(Provided records Opens)
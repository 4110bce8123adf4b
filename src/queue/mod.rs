// Copyright (c) 2025-2026 Adrian Robinson. Licensed under the AGPL-3.0.
// See LICENSE file in the project root for full license text.

//! Pending mission results and the durable queue that holds them.

pub mod pending;
pub mod store;

pub use pending::{MissionResults, PendingMissionResult};
pub use store::{decode_queue, encode_queue, PendingQueueStore, DEFAULT_QUEUE_KEY};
(Provided records Closes)
= Exercise prompt =
Transcribe every record. Match each line exactly.

= Finished exercise =
repository 4110bce8123adf4b
filename src/queue/mod.rs
// Copyright (c) 2025-2026 Adrian Robinson. Licensed under the AGPL-3.0.
// See LICENSE file in the project root for full license text.

//! Pending mission results and the durable queue that holds them.

pub mod pending;
pub mod store;

pub use pending::{MissionResults, PendingMissionResult};
pub use store::{decode_queue, encode_queue, PendingQueueStore, DEFAULT_QUEUE_KEY};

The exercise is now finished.